E a livello regionale?
«Per quanto riguarda l’invecchiamento della popolazione, sappiamo che le Regioni meridionali hanno una minore prevalenza di anziani. Confrontato con la media nazionale, il più basso tasso di mortalità lo riscontriamo in Calabria, con l’8,1%, seguita da Campania e Sicilia al 9,1%. La Lombardia ha toccato invece il 17,6%. Non dobbiamo però dimenticare altri fattori determinanti».
Ovvero?
«Se escludiamo l’aspetto geriatrico, la mortalità da Covid-19 è comunque differente nelle diverse Regioni, anche per il numero di soggetti infetti, ma anche per la quantità di tamponi effettuati e per la precocità di ricovero ospedaliero in presenza di polmonite. A livello nazionale, poi, i tamponi sono stati effettuati principalmente su pazienti sintomatici, mentre pochi su soggetti asintomatici, e le tecniche di esecuzione non sempre sono state omogenee. Se potessimo fare un tampone standard su tutta la popolazione italiana, il tasso di mortalità crollerebbe certamente».
Apriamo il capitolo Rsa. «Il problema è scoppiato in Lombardia quando la Giunta regionale ha deciso di trasferire gli anziani dopo la fase acuta dell’infezione di Covid19 dagli ospedali al Pio Albergo Trivulzio, importante Residenza sanitaria assistenziale milanese. In queste strutture sono ospitati gli anziani più fragili, che hanno bisogno di un’assistenza socio-sanitaria continua».
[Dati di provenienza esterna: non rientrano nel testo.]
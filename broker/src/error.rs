use thiserror::Error;

#[derive(Debug, Error)]
pub enum BrokerError {
    #[error("bad request: {0}")]
    BadRequest(String),
    #[error("partition {partition} does not exist in stream {stream}")]
    PartitionNotFound { stream: String, partition: u32 },
    #[error("missing partitions in stream {stream}")]
    MissingPartitions { stream: String },
    #[error("trying to commit offset {offset} but {expected} was expected")]
    OutOfOrderCommit { offset: u64, expected: u64 },
    #[error("trying to commit offset {offset} beyond the head index")]
    CommitBeyondHead { offset: u64 },
    #[error("partition index capacity exceeded")]
    CapacityExceeded,
    #[error("storage error: {0}")]
    Storage(#[from] sled::Error),
    #[error("cannot decode stored value: {0}")]
    Codec(String),
    #[error(transparent)]
    Io(#[from] std::io::Error),
}

impl BrokerError {
    /// Failures that are part of normal broker use; the dispatcher reports
    /// them to the client in-band with an ERROR status instead of failing
    /// the request at the transport level.
    pub fn is_operational(&self) -> bool {
        matches!(
            self,
            BrokerError::PartitionNotFound { .. }
                | BrokerError::MissingPartitions { .. }
                | BrokerError::OutOfOrderCommit { .. }
                | BrokerError::CommitBeyondHead { .. }
                | BrokerError::CapacityExceeded
        )
    }
}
Come si è amplificato il contagio?
«L’ipotesi è che, non essendo stati attenti a isolare gli ospiti delle strutture Rsa dai convalescenti di Covid-19, sia stata provocata una diffusione epidemica con elevata mortalità. Le cause però non sono ancora note e sono oggetto di indagine della magistratura. In altre Rsa, invece, le cause sono da ricondurre al mancato controllo dei visitatori esterni, familiari o conoscenti dei ricoverati».
Pensa sia necessario un cambiamento nella gestione del modello Rsa?
«Non c’è dubbio che in Lombardia la scelta di trasferire gli anziani convalescenti di Covid-19 nelle Rsa non sia stata prudente. Non ritengo che questo debba però imporre una modifica della legislazione nazionale e regionale delle Rsa. Piuttosto, sono convinto che obblighi le autorità a mantenere costante e continuo il controllo su queste strutture, perché siano migliorate e non possano più verificarsi casi di Rsa “lager”».